Stored records:
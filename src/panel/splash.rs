use crate::error::{PanelError, Result};
use crate::geometry::Rect;
use crate::layout::{Alignment, PanelLayout};
use crate::messages::Payload;
use crate::render::{Decor, StyledLine};

use super::{Panel, PanelCore, aligned_block};

/// Static text, aligned inside the Content area.
#[derive(Debug, Clone)]
pub struct Splash {
    core: PanelCore,
    text: String,
    align: Alignment,
}

impl Splash {
    pub fn new(text: impl Into<String>) -> Self {
        Self {
            core: PanelCore::new(),
            text: text.into(),
            align: Alignment::default(),
        }
    }

    pub fn with_layout(mut self, layout: PanelLayout) -> Result<Self> {
        self.core.set_layout(layout)?;
        Ok(self)
    }

    pub fn with_decor(mut self, decor: Decor) -> Result<Self> {
        self.core.set_decor(decor)?;
        Ok(self)
    }

    /// Alignment of the text block within Content.
    pub fn with_text_align(mut self, align: Alignment) -> Self {
        self.align = align;
        self
    }

    pub fn text(&self) -> &str {
        &self.text
    }
}

impl Panel for Splash {
    fn kind(&self) -> &'static str {
        "splash"
    }

    fn core(&self) -> &PanelCore {
        &self.core
    }

    fn core_mut(&mut self) -> &mut PanelCore {
        &mut self.core
    }

    fn draw(&self, area: Rect) -> Vec<StyledLine> {
        let lines: Vec<String> = self.text.split('\n').map(str::to_string).collect();
        aligned_block(&lines, area, self.align, self.core.decor().style)
    }

    fn apply_update(&mut self, payload: Payload) -> Result<()> {
        match payload {
            Payload::Text(text) => {
                self.text = text;
                self.core.mark_dirty();
                Ok(())
            }
            other => Err(PanelError::invalid_update(
                self.kind(),
                format!("expected text, got `{}`", other.name()),
            )),
        }
    }

    fn clear_contents(&mut self) {
        self.text.clear();
        self.core.mark_dirty();
    }
}
//! Panels: self-contained, stateful screen regions.
//!
//! A panel owns its geometry declaration, its decoration and whatever
//! content state its kind needs. It never talks to the manager; the manager
//! drives it through the [`Panel`] trait and turns [`KeyOutcome::Emit`]
//! values into responses.

mod core;
mod dialog;
mod log;
mod menu;
mod progress;
mod splash;
mod text_dialog;
mod text_view;

pub use self::core::{KeyBindings, PanelCore, Viewport, Window, aligned_block};
pub use dialog::Dialog;
pub use log::Log;
pub use menu::{Menu, MenuOption};
pub use progress::Progress;
pub use splash::Splash;
pub use text_dialog::TextDialog;
pub use text_view::TextView;

use crate::error::{PanelError, Result};
use crate::geometry::Rect;
use crate::layout::Layers;
use crate::messages::Payload;
use crate::render::{Decor, StyledLine};
use crate::terminal::Key;

/// What a panel did with a key.
#[derive(Debug, Clone, PartialEq, Eq)]
pub enum KeyOutcome {
    /// The key is not bound.
    Ignored,
    /// State changed; the panel will redraw.
    Handled,
    /// A result for the controller.
    Emit(String),
}

/// Contract between the manager and every panel kind.
///
/// Implementors supply [`PanelCore`] access and [`Panel::draw`]; geometry,
/// caching and decoration come from the provided methods.
pub trait Panel: Send {
    /// Short lowercase name of the panel kind, used in logs and errors.
    fn kind(&self) -> &'static str;

    fn core(&self) -> &PanelCore;

    fn core_mut(&mut self) -> &mut PanelCore;

    /// Produce the content lines for a Content area of `area` size. The
    /// result is normalized by [`Panel::render`], so short or ragged output
    /// is fine.
    fn draw(&self, area: Rect) -> Vec<StyledLine>;

    fn handle_key(&mut self, _key: Key) -> Result<KeyOutcome> {
        Ok(KeyOutcome::Ignored)
    }

    fn apply_update(&mut self, payload: Payload) -> Result<()> {
        Err(PanelError::invalid_update(
            self.kind(),
            format!("does not accept `{}` updates", payload.name()),
        ))
    }

    /// Reset displayable state. Geometry and bindings stay.
    fn clear_contents(&mut self);

    fn active_keys(&self) -> Vec<Key> {
        Vec::new()
    }

    fn resize(&mut self, parent: Rect) {
        self.core_mut().resize(parent);
    }

    fn layers(&self) -> Layers {
        self.core().layers()
    }

    fn decor(&self) -> &Decor {
        self.core().decor()
    }

    fn is_dirty(&self) -> bool {
        self.core().is_dirty()
    }

    /// Exactly `content.height` lines of exactly `content.width` cells,
    /// recomputed only after a state or geometry change.
    fn render(&mut self) -> Vec<StyledLine> {
        if let Some(lines) = self.core().cached_lines() {
            return lines.to_vec();
        }
        let content = self.core().layers().content;
        let base = self.core().decor().style;
        let mut lines: Vec<StyledLine> = self
            .draw(content)
            .into_iter()
            .take(content.height as usize)
            .map(|line| line.fit_to(content.width, base))
            .collect();
        while lines.len() < content.height as usize {
            lines.push(StyledLine::blank(content.width, base));
        }
        self.core_mut().store_lines(lines.clone());
        lines
    }
}

#[cfg(test)]
mod tests {
    use super::*;

    #[test]
    fn render_normalizes_to_content_size() {
        let mut splash = Splash::new("a much longer line than fits\nb");
        splash.resize(Rect::new(0, 0, 6, 4));
        let lines = splash.render();
        assert_eq!(lines.len(), 4);
        assert!(lines.iter().all(|line| line.width() == 6));
        assert!(!splash.is_dirty());
    }

    #[test]
    fn default_update_is_rejected() {
        let mut menu = Menu::new(vec![MenuOption::new("one")]).unwrap();
        let err = menu.apply_update(Payload::Tick).unwrap_err();
        assert!(matches!(err, PanelError::InvalidUpdate { kind: "menu", .. }));
    }
}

### PROBLEM TO WORK ON
Restate each of the records exactly, leaving nothing out.

### ANSWER SPACE
filename src/panel/splash.rs
use crate::error::{PanelError, Result};
use crate::geometry::Rect;
use crate::layout::{Alignment, PanelLayout};
use crate::messages::Payload;
use crate::render::{Decor, StyledLine};

use super::{Panel, PanelCore, aligned_block};

/// Static text, aligned inside the Content area.
#[derive(Debug, Clone)]
pub struct Splash {
    core: PanelCore,
    text: String,
    align: Alignment,
}

impl Splash {
    pub fn new(text: impl Into<String>) -> Self {
        Self {
            core: PanelCore::new(),
            text: text.into(),
            align: Alignment::default(),
        }
    }

    pub fn with_layout(mut self, layout: PanelLayout) -> Result<Self> {
        self.core.set_layout(layout)?;
        Ok(self)
    }

    pub fn with_decor(mut self, decor: Decor) -> Result<Self> {
        self.core.set_decor(decor)?;
        Ok(self)
    }

    /// Alignment of the text block within Content.
    pub fn with_text_align(mut self, align: Alignment) -> Self {
        self.align = align;
        self
    }

    pub fn text(&self) -> &str {
        &self.text
    }
}

impl Panel for Splash {
    fn kind(&self) -> &'static str {
        "splash"
    }

    fn core(&self) -> &PanelCore {
        &self.core
    }

    fn core_mut(&mut self) -> &mut PanelCore {
        &mut self.core
    }

    fn draw(&self, area: Rect) -> Vec<StyledLine> {
        let lines: Vec<String> = self.text.split('\n').map(str::to_string).collect();
        aligned_block(&lines, area, self.align, self.core.decor().style)
    }

    fn apply_update(&mut self, payload: Payload) -> Result<()> {
        match payload {
            Payload::Text(text) => {
                self.text = text;
                self.core.mark_dirty();
                Ok(())
            }
            other => Err(PanelError::invalid_update(
                self.kind(),
                format!("expected text, got `{}`", other.name()),
            )),
        }
    }

    fn clear_contents(&mut self) {
        self.text.clear();
        self.core.mark_dirty();
    }
}
//! Panels: self-contained, stateful screen regions.
//!
//! A panel owns its geometry declaration, its decoration and whatever
//! content state its kind needs. It never talks to the manager; the manager
//! drives it through the [`Panel`] trait and turns [`KeyOutcome::Emit`]
//! values into responses.

mod core;
mod dialog;
mod log;
mod menu;
mod progress;
mod splash;
mod text_dialog;
mod text_view;

pub use self::core::{KeyBindings, PanelCore, Viewport, Window, aligned_block};
pub use dialog::Dialog;
pub use log::Log;
pub use menu::{Menu, MenuOption};
pub use progress::Progress;
pub use splash::Splash;
pub use text_dialog::TextDialog;
pub use text_view::TextView;

use crate::error::{PanelError, Result};
use crate::geometry::Rect;
use crate::layout::Layers;
use crate::messages::Payload;
use crate::render::{Decor, StyledLine};
use crate::terminal::Key;

/// What a panel did with a key.
#[derive(Debug, Clone, PartialEq, Eq)]
pub enum KeyOutcome {
    /// The key is not bound.
    Ignored,
    /// State changed; the panel will redraw.
    Handled,
    /// A result for the controller.
    Emit(String),
}

/// Contract between the manager and every panel kind.
///
/// Implementors supply [`PanelCore`] access and [`Panel::draw`]; geometry,
/// caching and decoration come from the provided methods.
pub trait Panel: Send {
    /// Short lowercase name of the panel kind, used in logs and errors.
    fn kind(&self) -> &'static str;

    fn core(&self) -> &PanelCore;

    fn core_mut(&mut self) -> &mut PanelCore;

    /// Produce the content lines for a Content area of `area` size. The
    /// result is normalized by [`Panel::render`], so short or ragged output
    /// is fine.
    fn draw(&self, area: Rect) -> Vec<StyledLine>;

    fn handle_key(&mut self, _key: Key) -> Result<KeyOutcome> {
        Ok(KeyOutcome::Ignored)
    }

    fn apply_update(&mut self, payload: Payload) -> Result<()> {
        Err(PanelError::invalid_update(
            self.kind(),
            format!("does not accept `{}` updates", payload.name()),
        ))
    }

    /// Reset displayable state. Geometry and bindings stay.
    fn clear_contents(&mut self);

    fn active_keys(&self) -> Vec<Key> {
        Vec::new()
    }

    fn resize(&mut self, parent: Rect) {
        self.core_mut().resize(parent);
    }

    fn layers(&self) -> Layers {
        self.core().layers()
    }

    fn decor(&self) -> &Decor {
        self.core().decor()
    }

    fn is_dirty(&self) -> bool {
        self.core().is_dirty()
    }

    /// Exactly `content.height` lines of exactly `content.width` cells,
    /// recomputed only after a state or geometry change.
    fn render(&mut self) -> Vec<StyledLine> {
        if let Some(lines) = self.core().cached_lines() {
            return lines.to_vec();
        }
        let content = self.core().layers().content;
        let base = self.core().decor().style;
        let mut lines: Vec<StyledLine> = self
            .draw(content)
            .into_iter()
            .take(content.height as usize)
            .map(|line| line.fit_to(content.width, base))
            .collect();
        while lines.len() < content.height as usize {
            lines.push(StyledLine::blank(content.width, base));
        }
        self.core_mut().store_lines(lines.clone());
        lines
    }
}

#[cfg(test)]
mod tests {
    use super::*;

    #[test]
    fn render_normalizes_to_content_size() {
        let mut splash = Splash::new("a much longer line than fits\nb");
        splash.resize(Rect::new(0, 0, 6, 4));
        let lines = splash.render();
        assert_eq!(lines.len(), 4);
        assert!(lines.iter().all(|line| line.width() == 6));
        assert!(!splash.is_dirty());
    }

    #[test]
    fn default_update_is_rejected() {
        let mut menu = Menu::new(vec![MenuOption::new("one")]).unwrap();
        let err = menu.apply_update(Payload::Tick).unwrap_err();
        assert!(matches!(err, PanelError::InvalidUpdate { kind: "menu", .. }));
    }
}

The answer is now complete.